Hofstadter (1979: 705) places strange loops at the crux of our understanding of ourselves, through which will come an understanding of the tangled hierarchy of levels inside our minds. His thesis in I am a Strange Loop (Hofstadter, 2007: 103) is that we ourselves, not as bodies but as selves, are strange loops.

Tangled hierarchies, Metalepsis and Narrative Environments

Hofstadter does not use the term metalepsis in his work, but his notions of strange loop and tangled hierarchy, as John Pier (2013) brings to attention, have great significance for narratology, a relevance which we extend here to the design of narrative environments. Pier notes that for narrative metalepsis, understood ontologically, paradox is central, as it involves the logically inconsistent passage between two separate domains through suspension of the excluded middle.

Of central concern is the problem of maintaining distinct levels while seeking to avoid self-reference, a problem elaborated initially in logic and mathematics. Avoidance of self-reference is achieved by elaborating meta-levels, requiring the addition of recursive meta-levels ad infinitum. The eventual, inevitable paradox is captured by Gödel’s theorem. This paradox has long been discussed in scientific thought using the example of the Epimenides paradox, mentioned above. It is also conveyed visually by the Möbius strip, Klein’s bottle and Escher’s drawings.

Brian McHale (1987) takes these paradoxes into account in his discussion of postmodernist fiction which, he argues, brings to the fore the ontological status of text in relation to that of world. McHale recasts Gerard Genette’s narrative or diegetic levels in terms of ontological levels by adopting an ontology borrowed from possible worlds theory. Thus, a metalepsis produced by transgression of narrative levels has ontological implications, which arise from recursive embedding. McHale explicitly identifies metalepsis with the strange loop.

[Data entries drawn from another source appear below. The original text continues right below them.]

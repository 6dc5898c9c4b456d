//! Configuration loading and management

use anyhow::{Context, Result};
use news_curator_domain::{
    Platform,
    policy::{
        CredibleSources, DEFAULT_CREDIBILITY_BONUS, KeywordWeight, default_credible_sources,
        default_keywords,
    },
    usecases::{DEFAULT_POST_IMAGE, DEFAULT_TOP_N, Perturbation, ScoringConfig},
};
use serde::{Deserialize, Serialize};
use std::path::{Path, PathBuf};

/// Top-level configuration
#[derive(Debug, Clone, Default, Serialize, Deserialize)]
pub struct AppConfig {
    #[serde(default)]
    pub general: GeneralConfig,

    #[serde(default)]
    pub auth: AuthConfig,

    #[serde(default)]
    pub source: SourceConfig,

    #[serde(default)]
    pub scoring: ScoringSection,

    #[serde(default)]
    pub platforms: PlatformsConfig,
}

#[derive(Debug, Clone, Serialize, Deserialize)]
pub struct GeneralConfig {
    #[serde(default = "default_log_level")]
    pub log_level: String,

    #[serde(default = "default_top_n")]
    pub top_n: usize,

    #[serde(default = "default_image")]
    pub image: String,
}

#[derive(Debug, Clone, Serialize, Deserialize)]
pub struct AuthConfig {
    #[serde(default = "default_password_env")]
    pub password_env: String,
}

#[derive(Debug, Clone, Serialize, Deserialize)]
pub struct SourceConfig {
    #[serde(default = "default_source_base_url")]
    pub base_url: String,

    #[serde(default = "default_news_api_key_env")]
    pub api_key_env: String,

    #[serde(default = "default_query")]
    pub query: String,

    #[serde(default = "default_max_pages")]
    pub max_pages: u32,

    #[serde(default = "default_page_size")]
    pub page_size: u32,

    #[serde(default = "default_min_interval_ms")]
    pub min_interval_ms: u64,

    #[serde(default = "default_timeout")]
    pub timeout_secs: u64,

    #[serde(default)]
    pub include_only_credible: bool,
}

#[derive(Debug, Clone, Serialize, Deserialize)]
pub struct ScoringSection {
    #[serde(default = "default_keywords")]
    pub keywords: Vec<KeywordWeight>,

    #[serde(default = "default_credible_sources")]
    pub credible_sources: Vec<String>,

    #[serde(default = "default_credibility_bonus")]
    pub credibility_bonus: f64,

    #[serde(default)]
    pub perturbation: PerturbationConfig,
}

#[derive(Debug, Clone, Default, Serialize, Deserialize)]
pub struct PerturbationConfig {
    #[serde(default)]
    pub enabled: bool,

    #[serde(default)]
    pub seed: Option<u64>,
}

#[derive(Debug, Clone, Serialize, Deserialize)]
pub struct PlatformsConfig {
    #[serde(default = "default_enabled_platforms")]
    pub enabled: Vec<String>,

    #[serde(default = "default_linkedin_token_env")]
    pub linkedin_token_env: String,

    #[serde(default = "default_bluesky_token_env")]
    pub bluesky_token_env: String,

    #[serde(default = "default_x_token_env")]
    pub x_token_env: String,
}

// Default value functions
fn default_log_level() -> String {
    "info".to_string()
}

fn default_top_n() -> usize {
    DEFAULT_TOP_N
}

fn default_image() -> String {
    DEFAULT_POST_IMAGE.to_string()
}

fn default_password_env() -> String {
    "APP_PASSWORD".to_string()
}

fn default_source_base_url() -> String {
    "https://newsapi.org".to_string()
}

fn default_news_api_key_env() -> String {
    "NEWS_API_KEY".to_string()
}

fn default_query() -> String {
    "\"sports science\" OR \"health analytics\" OR bayesian".to_string()
}

fn default_max_pages() -> u32 {
    3
}

fn default_page_size() -> u32 {
    20
}

fn default_min_interval_ms() -> u64 {
    1000
}

fn default_timeout() -> u64 {
    10
}

fn default_credibility_bonus() -> f64 {
    DEFAULT_CREDIBILITY_BONUS
}

fn default_enabled_platforms() -> Vec<String> {
    Platform::ALL.iter().map(|p| p.key().to_string()).collect()
}

fn default_linkedin_token_env() -> String {
    "LINKEDIN_TOKEN".to_string()
}

fn default_bluesky_token_env() -> String {
    "BLUESKY_TOKEN".to_string()
}

fn default_x_token_env() -> String {
    "X_BEARER_TOKEN".to_string()
}

impl Default for GeneralConfig {
    fn default() -> Self {
        Self {
            log_level: default_log_level(),
            top_n: default_top_n(),
            image: default_image(),
        }
    }
}

impl Default for AuthConfig {
    fn default() -> Self {
        Self {
            password_env: default_password_env(),
        }
    }
}

impl Default for SourceConfig {
    fn default() -> Self {
        Self {
            base_url: default_source_base_url(),
            api_key_env: default_news_api_key_env(),
            query: default_query(),
            max_pages: default_max_pages(),
            page_size: default_page_size(),
            min_interval_ms: default_min_interval_ms(),
            timeout_secs: default_timeout(),
            include_only_credible: false,
        }
    }
}

impl Default for ScoringSection {
    fn default() -> Self {
        Self {
            keywords: default_keywords(),
            credible_sources: default_credible_sources(),
            credibility_bonus: default_credibility_bonus(),
            perturbation: PerturbationConfig::default(),
        }
    }
}

impl Default for PlatformsConfig {
    fn default() -> Self {
        Self {
            enabled: default_enabled_platforms(),
            linkedin_token_env: default_linkedin_token_env(),
            bluesky_token_env: default_bluesky_token_env(),
            x_token_env: default_x_token_env(),
        }
    }
}

impl ScoringSection {
    pub fn credible_sources(&self) -> CredibleSources {
        CredibleSources::new(&self.credible_sources)
    }

    pub fn to_scoring_config(&self) -> ScoringConfig {
        let perturbation = if self.perturbation.enabled {
            Perturbation::Enabled {
                seed: self.perturbation.seed,
            }
        } else {
            Perturbation::Disabled
        };

        ScoringConfig {
            keywords: self.keywords.clone(),
            credible_sources: self.credible_sources(),
            credibility_bonus: self.credibility_bonus,
            perturbation,
        }
    }
}

impl PlatformsConfig {
    /// Enabled platforms in configured order, duplicates removed
    pub fn platforms(&self) -> Result<Vec<Platform>> {
        let mut platforms = Vec::new();
        for name in &self.enabled {
            let platform: Platform = name
                .parse()
                .with_context(|| format!("Invalid entry in platforms.enabled: {}", name))?;
            if !platforms.contains(&platform) {
                platforms.push(platform);
            }
        }
        Ok(platforms)
    }

    /// Env var holding the token for a platform
    pub fn token_env(&self, platform: Platform) -> &str {
        match platform {
            Platform::LinkedIn => &self.linkedin_token_env,
            Platform::Bluesky => &self.bluesky_token_env,
            Platform::X => &self.x_token_env,
        }
    }
}

impl AppConfig {
    /// Load configuration from file and environment
    pub fn load(config_path: Option<&Path>) -> Result<Self> {
        let mut builder = config::Config::builder();

        // Try default config path if none specified
        let default_path = PathBuf::from("./config.toml");
        let path = config_path.unwrap_or(&default_path);

        if path.exists() {
            builder = builder.add_source(config::File::from(path));
        } else if config_path.is_some() {
            anyhow::bail!("Config file not found: {}", path.display());
        }

        builder = builder.add_source(
            config::Environment::with_prefix("NEWS_CURATOR")
                .separator("__")
                .try_parsing(true),
        );

        let config = builder.build().context("Failed to build configuration")?;

        config
            .try_deserialize()
            .context("Failed to deserialize configuration")
    }

    /// Generate example configuration as TOML string
    pub fn example_toml() -> String {
        r#"# news-curator configuration

[general]
log_level = "info"
# Articles kept after ranking
top_n = 3
image = "assets/placeholder.png"

[auth]
# Env var holding the application password
password_env = "APP_PASSWORD"

[source]
base_url = "https://newsapi.org"
api_key_env = "NEWS_API_KEY"
query = '"sports science" OR "health analytics" OR bayesian'
max_pages = 3
page_size = 20
min_interval_ms = 1000
timeout_secs = 10
include_only_credible = false

[scoring]
credibility_bonus = 30.0
credible_sources = [
    "nature.com", "science.org", "thelancet.com", "bmj.com", "nejm.org",
    "sciencedirect.com", "reuters.com", "apnews.com", "bbc.co.uk", "bbc.com",
    "theguardian.com", "nytimes.com",
]

[scoring.perturbation]
enabled = false
# seed = 42

[[scoring.keywords]]
keyword = "bayesian"
weight = 20

[[scoring.keywords]]
keyword = "sports science"
weight = 15

[[scoring.keywords]]
keyword = "health analytics"
weight = 15

[[scoring.keywords]]
keyword = "peer-reviewed"
weight = 15

[[scoring.keywords]]
keyword = "machine learning"
weight = 10

[platforms]
enabled = ["linkedin", "bluesky", "x"]
linkedin_token_env = "LINKEDIN_TOKEN"
bluesky_token_env = "BLUESKY_TOKEN"
x_token_env = "X_BEARER_TOKEN"
"#
        .to_string()
    }
}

McHale also draws attention to the metaleptic function of the second-person pronoun, following Genette, although he does not distinguish between rhetorical and ontological metalepsis, a distinction proposed by Marie-Laure Ryan, who argues that metalepsis breaks down into a rhetorical (Genette) and an ontological variety (McHale).

Metalepsis, as Pier (2013) comments, is not a media-specific phenomenon. Transgressions of levels and boundaries are not limited to narrative. This means, Pier suggests, that metalepsis has a significant role to play in transmedial narratology and in intermediality. While rhetorical metalepsis is of interest, it is ontological metalepsis which is of central concern for the design of narrative environments, given that its material and media elements stretch from the digital, through the printed, graphic textual, to the theatrical and the built and natural environments. The design of narrative environments takes advantage of the symbol-object dualism by means of which the fictional and the real and the actual and the possible are interwoven. Narrative discourse is taken into the world and the world is taken into narrative discourse, creating, through strange loops, possible worlds and imaginary worlds beyond narrative storyworlds.

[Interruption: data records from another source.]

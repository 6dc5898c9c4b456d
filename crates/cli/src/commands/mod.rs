//! Subcommand implementations

pub mod config;
pub mod doctor;
pub mod run;
pub mod score;

use news_curator_domain::{Credentials, Platform};
use secrecy::SecretString;

use crate::config::PlatformsConfig;

/// Read a secret from the environment; missing or blank yields an empty secret
pub(crate) fn load_secret(env_var: &str) -> SecretString {
    let value = if env_var.trim().is_empty() {
        String::new()
    } else {
        std::env::var(env_var).unwrap_or_default()
    };
    SecretString::new(value.trim().to_string().into())
}

/// Whether an env var is set to a non-blank value
pub(crate) fn env_is_set(env_var: &str) -> bool {
    !env_var.trim().is_empty()
        && std::env::var(env_var).is_ok_and(|value| !value.trim().is_empty())
}

/// Build the credentials map once from the configured env vars
pub(crate) fn load_credentials(platforms: &PlatformsConfig) -> Credentials {
    Platform::ALL
        .into_iter()
        .fold(Credentials::new(), |credentials, platform| {
            let env_var = platforms.token_env(platform);
            if !env_is_set(env_var) {
                tracing::debug!(platform = %platform, env = %env_var, "No credential configured");
            }
            credentials.with_token(platform, load_secret(env_var))
        })
}
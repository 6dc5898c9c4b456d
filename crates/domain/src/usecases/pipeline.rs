//! Pipeline use case - orchestrates fetching, scoring, ranking, generating and publishing

use std::sync::Arc;
use thiserror::Error;

use crate::{
    credentials::Credentials,
    model::{Platform, Post, PublishReceipt, ScoredArticle},
    ports::Publisher,
    session::{AuthError, Session},
    usecases::{
        fetch::ContentFetcher,
        generate::PostGenerator,
        rank::{DEFAULT_TOP_N, rank},
        score::Scorer,
    },
};

/// Configuration for a pipeline run
#[derive(Debug, Clone)]
pub struct PipelineConfig {
    /// Drop articles from sources outside the credible allow-list
    pub include_only_credible: bool,
    /// Articles kept after ranking
    pub top_n: usize,
    /// Platforms to generate posts for
    pub platforms: Vec<Platform>,
}

impl Default for PipelineConfig {
    fn default() -> Self {
        Self {
            include_only_credible: false,
            top_n: DEFAULT_TOP_N,
            platforms: Platform::ALL.to_vec(),
        }
    }
}

/// Result of the "run pipeline" action
#[derive(Debug, Clone)]
pub struct PipelineRun {
    /// Top-ranked articles, highest score first
    pub ranked: Vec<ScoredArticle>,
    /// Generated posts awaiting approval
    pub posts: Vec<Post>,
}

#[derive(Debug, Error)]
pub enum PipelineError {
    #[error(transparent)]
    Auth(#[from] AuthError),
}

/// Pipeline orchestrator
pub struct Pipeline<P: Publisher + ?Sized> {
    fetcher: ContentFetcher,
    scorer: Scorer,
    generator: PostGenerator,
    publisher: Arc<P>,
    config: PipelineConfig,
}

impl<P: Publisher + ?Sized> Pipeline<P> {
    pub fn new(
        fetcher: ContentFetcher,
        scorer: Scorer,
        generator: PostGenerator,
        publisher: Arc<P>,
        config: PipelineConfig,
    ) -> Self {
        Self {
            fetcher,
            scorer,
            generator,
            publisher,
            config,
        }
    }

    /// Fetch, score, rank and generate posts. Each call starts from scratch.
    pub async fn run(&self, session: &Session) -> Result<PipelineRun, PipelineError> {
        session.require()?;

        let articles = self.fetcher.fetch(self.config.include_only_credible).await;
        tracing::info!(count = articles.len(), "Fetched articles");

        let scored = self.scorer.score(&articles);
        let ranked = rank(scored, self.config.top_n);

        tracing::info!(
            ranked = ranked.len(),
            top_score = ?ranked.first().map(|s| s.score),
            "Ranked articles"
        );

        let posts = self.generator.generate_all(&ranked, &self.config.platforms);
        tracing::info!(count = posts.len(), "Generated posts");

        Ok(PipelineRun { ranked, posts })
    }

    /// Publish approved posts in order; individual failures become rejected receipts
    pub async fn approve(
        &self,
        session: &Session,
        posts: &[Post],
        credentials: &Credentials,
    ) -> Result<Vec<PublishReceipt>, PipelineError> {
        session.require()?;

        let mut receipts = Vec::with_capacity(posts.len());

        for post in posts {
            let receipt = match self
                .publisher
                .publish(&post.content, post.platform, credentials)
                .await
            {
                Ok(receipt) => {
                    tracing::info!(
                        platform = %post.platform,
                        accepted = receipt.accepted,
                        "Published"
                    );
                    receipt
                }
                Err(error) => {
                    tracing::error!(platform = %post.platform, error = %error, "Publish failed");
                    PublishReceipt::rejected(post.platform, error.to_string())
                }
            };
            receipts.push(receipt);
        }

        Ok(receipts)
    }
}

The different ontological levels, traversing the fictional, the real, the actual and the possible, are linked by the deictic acts that specify, first, the ontological level from which the narrative environment as event begins and which serve as its deictic centre and grounding, second, the transgressions that are occurring through the strange loops that are being enacted and, third, the tangled hierarchy of worlds that ensues: the imaginary world of the narrative environment.

Allan Parsons, May 2021

References

Hofstadter, D. R. (1979) Godel, Escher, Bach: an eternal golden braid. New York: Basic Books.

Hofstadter, D. R. (2007) I am a strange loop. New York, NY: Basic Books.

McHale, B. (1987). Postmodernist Fiction. London: Methuen.